Now, an important question arises, who is the person responsible for deciding which block will be the next? Let’s break it this way.
Every node sends an answer to a cryptographically created mathematical question to get their block selected as the next one. The node that solves the right answer first gets to own the right to place its block next in the chain. The answer to such problems could be given by guessing some random numbers that are combined with the previous block content and give a definite result.
The typical computer would take a year to guess the right answer to this problem. But, as the blockchain network contains several numbers of nodes, it takes only 10 minutes to crack the question.
Now, what happens if more than one node solves the problem at the same time? In this case, both the blocks will be broadcast to the network. The node receiving the blocks first will build on that block, but the blockchain system wants the nodes to build the longest chain.
This will create an ambiguity about the last block. So, as soon as the following block gets verified by the networks, all the nodes will immediately join the longest chain.
This last block ambiguity generates a space for double-spending fraud. Imagine that you pay a vendor for a pair of shoes by sending bitcoins. If the vendor is able to generate the longest chain, including a reverse transaction, then you won't be getting any money or even your shoes.
However, the double-spending fraud is quite impossible practically as it will require the vendor to place their block within a limited time by solving a mathematical problem. And guessing the right answer is almost impossible in such a short time period.
If anyhow, the vendor is still able to solve the problem, they would need to place 2 or 3 more blocks in the line to create the longest chain as they would be against the whole network.
Talking about the practical analysis of the attack, it would require the vendor to have 50% of the network to get only a 25% chance to succeed. Even with the help of a supercomputer, it is impossible to do a double payment fraud.
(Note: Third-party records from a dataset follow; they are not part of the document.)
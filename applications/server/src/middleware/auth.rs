/// Authentication middleware
use crate::{error::ServerError, services::ApiTokenAuth};
use axum::{
    extract::{Request, State},
    middleware::Next,
    response::Response,
};
use std::sync::Arc;

/// Middleware that checks the static bearer token in the Authorization header
pub async fn auth_middleware(
    State(auth): State<Arc<ApiTokenAuth>>,
    request: Request,
    next: Next,
) -> Result<Response, ServerError> {
    let header = request
        .headers()
        .get(axum::http::header::AUTHORIZATION)
        .map(|h| h.to_str().unwrap_or_default());

    auth.verify_header(header).map_err(|e| {
        tracing::warn!(path = %request.uri().path(), "Rejected request: {}", e);
        e
    })?;

    Ok(next.run(request).await)
}
//! The built-in function set, registered into the rootlet at startup.

use rand::Rng;

use crate::error::Condition;
use crate::eval::Interp;
use crate::heap::{BuiltinKind, BuiltinObj, Obj, PortObj, SpecialOp};
use crate::printer;
use crate::reader;
use crate::symbol::sym;
use crate::value::{ObjId, Value};

type R = std::result::Result<Value, Condition>;

pub fn install(interp: &mut Interp) {
    // pairs and lists
    interp.define_function("cons", bi_cons, 2, 0, false, "(cons a b) new pair");
    interp.define_function("car", bi_car, 1, 0, false, "(car p) first element");
    interp.define_function("cdr", bi_cdr, 1, 0, false, "(cdr p) rest");
    interp.define_function("set-car!", bi_set_car, 2, 0, false, "(set-car! p v)");
    interp.define_function("set-cdr!", bi_set_cdr, 2, 0, false, "(set-cdr! p v)");
    interp.define_function("caar", bi_caar, 1, 0, false, "(caar p)");
    interp.define_function("cadr", bi_cadr, 1, 0, false, "(cadr p)");
    interp.define_function("cdar", bi_cdar, 1, 0, false, "(cdar p)");
    interp.define_function("cddr", bi_cddr, 1, 0, false, "(cddr p)");
    interp.define_function("list", bi_list, 0, 0, true, "(list ...) new list");
    interp.define_function("length", bi_length, 1, 0, false, "(length lst)");
    interp.define_function("append", bi_append, 0, 0, true, "(append ...) concatenated lists");
    interp.define_function("reverse", bi_reverse, 1, 0, false, "(reverse lst)");
    interp.define_function("list-ref", bi_list_ref, 2, 0, false, "(list-ref lst k)");
    interp.define_function("memq", bi_memq, 2, 0, false, "(memq v lst)");
    interp.define_function("assq", bi_assq, 2, 0, false, "(assq v alist)");

    // predicates
    interp.define_function("null?", bi_null_p, 1, 0, false, "(null? v)");
    interp.define_function("pair?", bi_pair_p, 1, 0, false, "(pair? v)");
    interp.define_function("symbol?", bi_symbol_p, 1, 0, false, "(symbol? v)");
    interp.define_function("string?", bi_string_p, 1, 0, false, "(string? v)");
    interp.define_function("number?", bi_number_p, 1, 0, false, "(number? v)");
    interp.define_function("integer?", bi_integer_p, 1, 0, false, "(integer? v)");
    interp.define_function("rational?", bi_rational_p, 1, 0, false, "(rational? v)");
    interp.define_function("real?", bi_real_p, 1, 0, false, "(real? v)");
    interp.define_function("complex?", bi_complex_p, 1, 0, false, "(complex? v)");
    interp.define_function("char?", bi_char_p, 1, 0, false, "(char? v)");
    interp.define_function("boolean?", bi_boolean_p, 1, 0, false, "(boolean? v)");
    interp.define_function("procedure?", bi_procedure_p, 1, 0, false, "(procedure? v)");
    interp.define_function("vector?", bi_vector_p, 1, 0, false, "(vector? v)");
    interp.define_function("hash-table?", bi_hash_table_p, 1, 0, false, "(hash-table? v)");
    interp.define_function("let?", bi_let_p, 1, 0, false, "(let? v)");
    interp.define_function("continuation?", bi_continuation_p, 1, 0, false, "(continuation? v)");
    interp.define_function("eof-object?", bi_eof_p, 1, 0, false, "(eof-object? v)");
    interp.define_function("keyword?", bi_keyword_p, 1, 0, false, "(keyword? v)");
    interp.define_function("defined?", bi_defined_p, 1, 1, false, "(defined? sym (env))");

    // equality
    interp.define_function("eq?", bi_eq, 2, 0, false, "(eq? a b) identity");
    interp.define_function("eqv?", bi_eq, 2, 0, false, "(eqv? a b)");
    interp.define_function("equal?", bi_equal, 2, 0, false, "(equal? a b) structural");
    interp.define_function("not", bi_not, 1, 0, false, "(not v)");

    // numbers
    interp.define_function("+", bi_add, 0, 0, true, "(+ ...)");
    interp.define_function("-", bi_sub, 1, 0, true, "(- ...)");
    interp.define_function("*", bi_mul, 0, 0, true, "(* ...)");
    interp.define_function("/", bi_div, 1, 0, true, "(/ ...)");
    interp.define_function("=", bi_num_eq, 1, 0, true, "(= ...)");
    interp.define_function("<", bi_lt, 1, 0, true, "(< ...)");
    interp.define_function(">", bi_gt, 1, 0, true, "(> ...)");
    interp.define_function("<=", bi_le, 1, 0, true, "(<= ...)");
    interp.define_function(">=", bi_ge, 1, 0, true, "(>= ...)");
    interp.define_function("quotient", bi_quotient, 2, 0, false, "(quotient a b)");
    interp.define_function("remainder", bi_remainder, 2, 0, false, "(remainder a b)");
    interp.define_function("modulo", bi_modulo, 2, 0, false, "(modulo a b)");
    interp.define_function("abs", bi_abs, 1, 0, false, "(abs x)");
    interp.define_function("min", bi_min, 1, 0, true, "(min ...)");
    interp.define_function("max", bi_max, 1, 0, true, "(max ...)");
    interp.define_function("floor", bi_floor, 1, 0, false, "(floor x)");
    interp.define_function("ceiling", bi_ceiling, 1, 0, false, "(ceiling x)");
    interp.define_function("round", bi_round, 1, 0, false, "(round x)");
    interp.define_function("truncate", bi_truncate, 1, 0, false, "(truncate x)");
    interp.define_function("numerator", bi_numerator, 1, 0, false, "(numerator q)");
    interp.define_function("denominator", bi_denominator, 1, 0, false, "(denominator q)");
    interp.define_function("real-part", bi_real_part, 1, 0, false, "(real-part z)");
    interp.define_function("imag-part", bi_imag_part, 1, 0, false, "(imag-part z)");
    interp.define_function("random", bi_random, 1, 0, false, "(random n)");
    interp.define_function("number->string", bi_number_to_string, 1, 1, false, "(number->string n)");
    interp.define_function("string->number", bi_string_to_number, 1, 0, false, "(string->number s)");

    // characters
    interp.define_function("char->integer", bi_char_to_integer, 1, 0, false, "(char->integer c)");
    interp.define_function("integer->char", bi_integer_to_char, 1, 0, false, "(integer->char n)");

    // strings
    interp.define_function("make-string", bi_make_string, 1, 1, false, "(make-string k (char))");
    interp.define_function("string-length", bi_string_length, 1, 0, false, "(string-length s)");
    interp.define_function("string-ref", bi_string_ref, 2, 0, false, "(string-ref s k)");
    interp.define_function("string-set!", bi_string_set, 3, 0, false, "(string-set! s k c)");
    interp.define_function("substring", bi_substring, 2, 1, false, "(substring s start (end))");
    interp.define_function("string-append", bi_string_append, 0, 0, true, "(string-append ...)");
    interp.define_function("string=?", bi_string_eq, 2, 0, true, "(string=? ...)");
    interp.define_function("string->symbol", bi_string_to_symbol, 1, 0, false, "(string->symbol s)");
    interp.define_function("symbol->string", bi_symbol_to_string, 1, 0, false, "(symbol->string sym)");
    interp.define_function("string->list", bi_string_to_list, 1, 0, false, "(string->list s)");
    interp.define_function("list->string", bi_list_to_string, 1, 0, false, "(list->string lst)");

    // vectors
    interp.define_function("make-vector", bi_make_vector, 1, 1, false, "(make-vector k (fill))");
    interp.define_function("vector", bi_vector, 0, 0, true, "(vector ...)");
    interp.define_function("vector-ref", bi_vector_ref, 2, 0, false, "(vector-ref v k)");
    interp.define_function("vector-set!", bi_vector_set, 3, 0, false, "(vector-set! v k val)");
    interp.define_function("vector-length", bi_vector_length, 1, 0, false, "(vector-length v)");
    interp.define_function("vector->list", bi_vector_to_list, 1, 0, false, "(vector->list v)");
    interp.define_function("list->vector", bi_list_to_vector, 1, 0, false, "(list->vector lst)");
    interp.define_function("make-int-vector", bi_make_int_vector, 1, 1, false, "(make-int-vector k (init))");
    interp.define_function("make-float-vector", bi_make_float_vector, 1, 1, false, "(make-float-vector k (init))");

    // hash tables
    interp.define_function("make-hash-table", bi_make_hash_table, 0, 1, false, "(make-hash-table)");
    interp.define_function("hash-table-ref", bi_hash_table_ref, 2, 0, false, "(hash-table-ref h k)");
    interp.define_function("hash-table-set!", bi_hash_table_set, 3, 0, false, "(hash-table-set! h k v)");

    // lets
    interp.define_function("rootlet", bi_rootlet, 0, 0, false, "(rootlet) the global let");
    interp.define_function("curlet", bi_curlet, 0, 0, false, "(curlet) the current let");
    interp.define_function("outlet", bi_outlet, 1, 0, false, "(outlet e)");
    interp.define_function("let->list", bi_let_to_list, 1, 0, false, "(let->list e)");
    interp.define_function("sublet", bi_sublet, 1, 0, true, "(sublet e sym val ...)");
    interp.define_function("inlet", bi_inlet, 0, 0, true, "(inlet sym val ...)");
    interp.define_function("varlet", bi_varlet, 1, 0, true, "(varlet e sym val ...)");
    interp.define_function("let-ref", bi_let_ref, 2, 0, false, "(let-ref e sym)");
    interp.define_function("let-set!", bi_let_set, 3, 0, false, "(let-set! e sym v)");
    interp.define_function("openlet", bi_openlet, 1, 0, false, "(openlet e)");
    interp.define_function("coverlet", bi_coverlet, 1, 0, false, "(coverlet e)");
    interp.define_function("openlet?", bi_openlet_p, 1, 0, false, "(openlet? e)");

    // control (most need the evaluator's own stacks)
    define_special(interp, "catch", SpecialOp::Catch, 3);
    define_special(interp, "dynamic-wind", SpecialOp::DynamicWind, 3);
    define_special(interp, "call/cc", SpecialOp::CallCc, 1);
    define_special(interp, "call-with-current-continuation", SpecialOp::CallCc, 1);
    define_special(interp, "force", SpecialOp::Force, 1);
    define_special(interp, "quit", SpecialOp::Quit, 0);
    define_special_rest(interp, "apply", SpecialOp::Apply, 1);
    define_special_opt(interp, "eval", SpecialOp::Eval, 1, 1);
    interp.define_function("throw", bi_throw, 1, 0, true, "(throw tag ...) raise a condition");
    interp.define_function("error", bi_throw, 1, 0, true, "(error tag fmt ...) raise a condition");
    interp.define_function("gc", bi_gc, 0, 1, false, "(gc (on)) collect or toggle");

    // I/O
    interp.define_function("display", bi_display, 1, 1, false, "(display v (port))");
    interp.define_function("write", bi_write, 1, 1, false, "(write v (port))");
    interp.define_function("newline", bi_newline, 0, 1, false, "(newline (port))");
    interp.define_function("open-input-string", bi_open_input_string, 1, 0, false, "(open-input-string s)");
    interp.define_function("open-output-string", bi_open_output_string, 0, 0, false, "(open-output-string)");
    interp.define_function("get-output-string", bi_get_output_string, 1, 0, false, "(get-output-string p)");
    interp.define_function("read-char", bi_read_char, 1, 0, false, "(read-char p)");
    interp.define_function("read-string", bi_read_string, 2, 0, false, "(read-string k p)");
    interp.define_function("current-output-port", bi_current_output_port, 0, 0, false, "(current-output-port)");
    interp.define_function("close-input-port", bi_close_port, 1, 0, false, "(close-input-port p)");
    interp.define_function("close-output-port", bi_close_port, 1, 0, false, "(close-output-port p)");
    interp.define_function("load", bi_load, 1, 0, false, "(load path)");
    interp.define_function("gensym", bi_gensym, 0, 1, false, "(gensym (prefix))");
    interp.define_function("object->string", bi_object_to_string, 1, 0, false, "(object->string v)");

    interp.define_variable("pi", Value::Real(std::f64::consts::PI));
    interp.define_variable("else", Value::Bool(true));
}
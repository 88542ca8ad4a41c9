use crate::error::{Error, Result};
use crate::heap::Heap;
use crate::symbol::{sym, SymbolTable};
use crate::value::Value;

/// S-expression reader: parses source text into heap values.
pub struct Reader<'a> {
    chars: Vec<char>,
    pos: usize,
    heap: &'a mut Heap,
    symbols: &'a mut SymbolTable,
}

/// Read every form in `src`.
pub fn read_all(heap: &mut Heap, symbols: &mut SymbolTable, src: &str) -> Result<Vec<Value>> {
    Reader::new(src, heap, symbols).read_to_end()
}

/// Read a single form; None on pure whitespace/comments.
pub fn read_one(heap: &mut Heap, symbols: &mut SymbolTable, src: &str) -> Result<Option<Value>> {
    Reader::new(src, heap, symbols).read()
}

impl<'a> Reader<'a> {
    pub fn new(input: &str, heap: &'a mut Heap, symbols: &'a mut SymbolTable) -> Self {
        Reader {
            chars: input.chars().collect(),
            pos: 0,
            heap,
            symbols,
        }
    }

    /// Read one expression. Returns None at EOF.
    pub fn read(&mut self) -> Result<Option<Value>> {
        self.skip_atmosphere()?;
        if self.at_end() {
            return Ok(None);
        }
        Ok(Some(self.read_expr()?))
    }

    pub fn read_to_end(&mut self) -> Result<Vec<Value>> {
        let mut forms = Vec::new();
        while let Some(form) = self.read()? {
            forms.push(form);
        }
        Ok(forms)
    }

    fn at_end(&self) -> bool {
        self.pos >= self.chars.len()
    }

    fn peek(&self) -> Option<char> {
        self.chars.get(self.pos).copied()
    }

    fn next(&mut self) -> Option<char> {
        let c = self.peek();
        if c.is_some() {
            self.pos += 1;
        }
        c
    }

    fn fail(&self, msg: &str) -> Error {
        Error::Read(format!("{} (at offset {})", msg, self.pos))
    }

    /// Skip whitespace, `;` line comments, and nested `#| |#` blocks.
    fn skip_atmosphere(&mut self) -> Result<()> {
        loop {
            match self.peek() {
                Some(c) if c.is_whitespace() => {
                    self.pos += 1;
                }
                Some(';') => {
                    while let Some(c) = self.next() {
                        if c == '\n' {
                            break;
                        }
                    }
                }
                Some('#') if self.chars.get(self.pos + 1) == Some(&'|') => {
                    self.pos += 2;
                    let mut depth = 1;
                    while depth > 0 {
                        match self.next() {
                            Some('|') if self.peek() == Some('#') => {
                                self.pos += 1;
                                depth -= 1;
                            }
                            Some('#') if self.peek() == Some('|') => {
                                self.pos += 1;
                                depth += 1;
                            }
                            Some(_) => {}
                            None => return Err(self.fail("unterminated block comment")),
                        }
                    }
                }
                _ => return Ok(()),
            }
        }
    }

    fn read_expr(&mut self) -> Result<Value> {
        self.skip_atmosphere()?;
        match self.peek() {
            None => Err(self.fail("unexpected end of input")),
            Some('(') => {
                self.pos += 1;
                self.read_list()
            }
            Some(')') => Err(self.fail("unexpected )")),
            Some('\'') => {
                self.pos += 1;
                self.read_prefixed(sym::QUOTE)
            }
            Some('`') => {
                self.pos += 1;
                self.read_prefixed(sym::QUASIQUOTE)
            }
            Some(',') => {
                self.pos += 1;
                if self.peek() == Some('@') {
                    self.pos += 1;
                    self.read_prefixed(sym::UNQUOTE_SPLICING)
                } else {
                    self.read_prefixed(sym::UNQUOTE)
                }
            }
            Some('"') => {
                self.pos += 1;
                self.read_string()
            }
            Some('#') => self.read_hash(),
            Some(_) => self.read_atom(),
        }
    }

    fn read_prefixed(&mut self, tag: crate::value::SymbolId) -> Result<Value> {
        let inner = self.read_expr()?;
        let tail = self.heap.cons(inner, Value::Nil);
        Ok(self.heap.cons(Value::Symbol(tag), tail))
    }

    fn read_list(&mut self) -> Result<Value> {
        let mut items: Vec<Value> = Vec::new();
        let mut tail = Value::Nil;
        loop {
            self.skip_atmosphere()?;
            match self.peek() {
                None => return Err(self.fail("unterminated list")),
                Some(')') => {
                    self.pos += 1;
                    break;
                }
                Some('.') if self.is_lone_dot() => {
                    self.pos += 1;
                    tail = self.read_expr()?;
                    self.skip_atmosphere()?;
                    if self.next() != Some(')') {
                        return Err(self.fail("expected ) after dotted tail"));
                    }
                    break;
                }
                Some(_) => items.push(self.read_expr()?),
            }
        }
        let mut result = tail;
        for &item in items.iter().rev() {
            result = self.heap.cons(item, result);
        }
        Ok(result)
    }

    /// A '.' that stands alone, as opposed to starting "..." or "1.5".
    fn is_lone_dot(&self) -> bool {
        match self.chars.get(self.pos + 1) {
            None => true,
            Some(c) => c.is_whitespace() || *c == '(' || *c == ')' || *c == ';',
        }
    }

    fn read_string(&mut self) -> Result<Value> {
        let mut s = String::new();
        loop {
            match self.next() {
                None => return Err(self.fail("unterminated string")),
                Some('"') => break,
                Some('\\') => match self.next() {
                    Some('n') => s.push('\n'),
                    Some('t') => s.push('\t'),
                    Some('r') => s.push('\r'),
                    Some('\\') => s.push('\\'),
                    Some('"') => s.push('"'),
                    Some('0') => s.push('\0'),
                    Some(c) => s.push(c),
                    None => return Err(self.fail("unterminated string escape")),
                },
                Some(c) => s.push(c),
            }
        }
        Ok(self.heap.make_string(s))
    }

    fn read_hash(&mut self) -> Result<Value> {
        // self.peek() == '#'
        self.pos += 1;
        match self.peek() {
            Some('t') => {
                self.pos += 1;
                Ok(Value::Bool(true))
            }
            Some('f') => {
                self.pos += 1;
                Ok(Value::Bool(false))
            }
            Some('\\') => {
                self.pos += 1;
                self.read_char()
            }
            Some('(') => {
                self.pos += 1;
                let list = self.read_list()?;
                let items = self
                    .heap
                    .list_to_vec(list)
                    .ok_or_else(|| self.fail("bad vector literal"))?;
                Ok(self.heap.make_vector(items))
            }
            Some('<') => Err(self.fail("unreadable object")),
            _ => Err(self.fail("unknown # syntax")),
        }
    }

    fn read_char(&mut self) -> Result<Value> {
        let first = self.next().ok_or_else(|| self.fail("bad character literal"))?;
        // Named characters extend while the next char is alphabetic.
        let mut name = String::from(first);
        if first.is_alphabetic() {
            while let Some(c) = self.peek() {
                if c.is_alphanumeric() {
                    name.push(c);
                    self.pos += 1;
                } else {
                    break;
                }
            }
        }
        if name.chars().count() == 1 {
            return Ok(Value::Char(first));
        }
        match name.as_str() {
            "space" => Ok(Value::Char(' ')),
            "newline" | "linefeed" => Ok(Value::Char('\n')),
            "tab" => Ok(Value::Char('\t')),
            "return" => Ok(Value::Char('\r')),
            "null" | "nul" => Ok(Value::Char('\0')),
            "backspace" => Ok(Value::Char('\u{8}')),
            "delete" => Ok(Value::Char('\u{7f}')),
            _ => Err(self.fail("unknown character name")),
        }
    }

    fn read_atom(&mut self) -> Result<Value> {
        let start = self.pos;
        while let Some(c) = self.peek() {
            if c.is_whitespace() || c == '(' || c == ')' || c == ';' || c == '"' {
                break;
            }
            self.pos += 1;
        }
        let token: String = self.chars[start..self.pos].iter().collect();
        if token.is_empty() {
            return Err(self.fail("empty token"));
        }
        if let Some(v) = parse_number(&token) {
            return Ok(v);
        }
        if let Some(name) = token.strip_prefix(':') {
            if !name.is_empty() {
                return Ok(Value::Keyword(self.symbols.intern(name)));
            }
        }
        Ok(Value::Symbol(self.symbols.intern(&token)))
    }
}

/// Numeric literals: integers, n/d ratios, reals, and a+bi complex.
pub(crate) fn parse_number(token: &str) -> Option<Value> {
    if let Ok(n) = token.parse::<i64>() {
        return Some(Value::Int(n));
    }
    if let Some((num, den)) = token.split_once('/') {
        let n = num.parse::<i64>().ok()?;
        let d = den.parse::<i64>().ok()?;
        if d == 0 {
            return None; // read as a symbol; division signals at eval
        }
        return Some(Value::ratio(n, d));
    }
    if let Some(body) = token.strip_suffix('i') {
        if let Some(v) = parse_complex(body) {
            return Some(v);
        }
    }
    // Reject tokens like "+", "-", "..." that f64 parsing would not,
    // and bare words that parse::<f64> rejects anyway.
    if token.parse::<f64>().is_ok() && token.chars().any(|c| c.is_ascii_digit()) {
        return token.parse::<f64>().ok().map(Value::Real);
    }
    None
}

/// `a+bi` / `a-bi` with a mandatory real part, e.g. `1+2i`, `0-1.5i`.
fn parse_complex(body: &str) -> Option<Value> {
    let split = body
        .char_indices()
        .skip(1)
        .find(|&(i, c)| (c == '+' || c == '-') && !matches!(body.as_bytes().get(i - 1), Some(b'e') | Some(b'E')))
        .map(|(i, _)| i)?;
    let re = body[..split].parse::<f64>().ok()?;
    let im_str = &body[split..];
    let im = if im_str == "+" {
        1.0
    } else if im_str == "-" {
        -1.0
    } else {
        im_str.parse::<f64>().ok()?
    };
    Some(Value::Complex(re, im))
}

#[cfg(test)]
mod tests {
    use super::*;

    fn setup() -> (Heap, SymbolTable) {
        (Heap::new(), SymbolTable::new())
    }

    #[test]
    fn reads_numbers() {
        let (mut h, mut st) = setup();
        assert_eq!(read_one(&mut h, &mut st, "42").unwrap(), Some(Value::Int(42)));
        assert_eq!(read_one(&mut h, &mut st, "-7").unwrap(), Some(Value::Int(-7)));
        assert_eq!(read_one(&mut h, &mut st, "3/6").unwrap(), Some(Value::Ratio(1, 2)));
        assert_eq!(read_one(&mut h, &mut st, "4/2").unwrap(), Some(Value::Int(2)));
        assert_eq!(read_one(&mut h, &mut st, "1.5").unwrap(), Some(Value::Real(1.5)));
        assert_eq!(
            read_one(&mut h, &mut st, "1+2i").unwrap(),
            Some(Value::Complex(1.0, 2.0))
        );
    }

    #[test]
    fn extreme_negative_denominator_falls_back_to_real() {
        let (mut h, mut st) = setup();
        let v = read_one(&mut h, &mut st, "1/-9223372036854775808")
            .unwrap()
            .unwrap();
        let Value::Real(r) = v else { panic!("expected a real, got {:?}", v) };
        assert!(r < 0.0);
        assert_eq!(
            read_one(&mut h, &mut st, "3/-6").unwrap(),
            Some(Value::Ratio(-1, 2))
        );
    }

    #[test]
    fn plus_and_minus_are_symbols() {
        let (mut h, mut st) = setup();
        let plus = st.intern("+");
        assert_eq!(read_one(&mut h, &mut st, "+").unwrap(), Some(Value::Symbol(plus)));
    }

    #[test]
    fn reads_dotted_pairs() {
        let (mut h, mut st) = setup();
        let v = read_one(&mut h, &mut st, "(1 . 2)").unwrap().unwrap();
        let Value::Pair(id) = v else { panic!("expected a pair") };
        assert_eq!(h.car(id), Value::Int(1));
        assert_eq!(h.cdr(id), Value::Int(2));
    }

    #[test]
    fn quote_sugar_expands() {
        let (mut h, mut st) = setup();
        let v = read_one(&mut h, &mut st, "'x").unwrap().unwrap();
        let Value::Pair(id) = v else { panic!("expected a pair") };
        assert_eq!(h.car(id), Value::Symbol(sym::QUOTE));
    }

    #[test]
    fn reads_keywords_and_characters() {
        let (mut h, mut st) = setup();
        let name = st.intern("name");
        assert_eq!(
            read_one(&mut h, &mut st, ":name").unwrap(),
            Some(Value::Keyword(name))
        );
        assert_eq!(
            read_one(&mut h, &mut st, "#\\space").unwrap(),
            Some(Value::Char(' '))
        );
        assert_eq!(read_one(&mut h, &mut st, "#\\a").unwrap(), Some(Value::Char('a')));
    }

    #[test]
    fn comments_are_atmosphere() {
        let (mut h, mut st) = setup();
        let v = read_one(&mut h, &mut st, "; line\n #| block #| nested |# |# 5").unwrap();
        assert_eq!(v, Some(Value::Int(5)));
    }

    #[test]
    fn vectors_and_strings() {
        let (mut h, mut st) = setup();
        let v = read_one(&mut h, &mut st, "#(1 2 3)").unwrap().unwrap();
        let Value::Vector(id) = v else { panic!("expected a vector") };
        assert_eq!(h.vector(id).len(), 3);
        let s = read_one(&mut h, &mut st, "\"a\\nb\"").unwrap().unwrap();
        let Value::Str(sid) = s else { panic!("expected a string") };
        assert_eq!(h.string(sid), "a\nb");
    }

    #[test]
    fn unterminated_list_is_an_error() {
        let (mut h, mut st) = setup();
        assert!(read_one(&mut h, &mut st, "(1 2").is_err());
    }
}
This proves that the passing time makes the transaction more secure and irreversible. Since a new block adds to the chain after every 10 minutes, the block added 1 hour ago is perfectly secure from any potential attack.
And thus, Winklevoss Twins’ saying, “Increased Regulation Is Bullish for Bitcoin and cryptocurrency”, holds true.
You may have come across this term before and wondered what it means. In order to make sure that Bitcoins remain stable and the blockchain networks work without any errors, a reward is provided to those who solve block broadcasted mathematical problems. The process of running the Blockchain software without any issue to acquire Bitcoin rewards is called mining.
The people with individual nodes form bigger groups to solve the block problem. This group uses the strength of nodes to solve the block faster and stabilize the blockchain to get the reward. This group of nodes is known as the mining pools, and there are some mining pools that comprise 20% of the whole network.
These collective groups of nodes charge the rewards from users to deliver faster transactions. It's simple, the more the reward you pay, the faster will you get the transaction and vice versa.
As of now, you have a pretty good idea of how the blockchain technology works. Now let’s take a look at its benefits and limitations.
So far, you’ve been introduced to the world of how blockchain works and studied its applications along with the safeguard against attacks. Needless to say, it is quite a revolutionizing technology. Removing the centralized system and offering transparency where we can own our transactions is the ideal way to process things.
However, the technology is still in its infancy and needs to evolve more so people can really understand how to use blockchain to their advantage.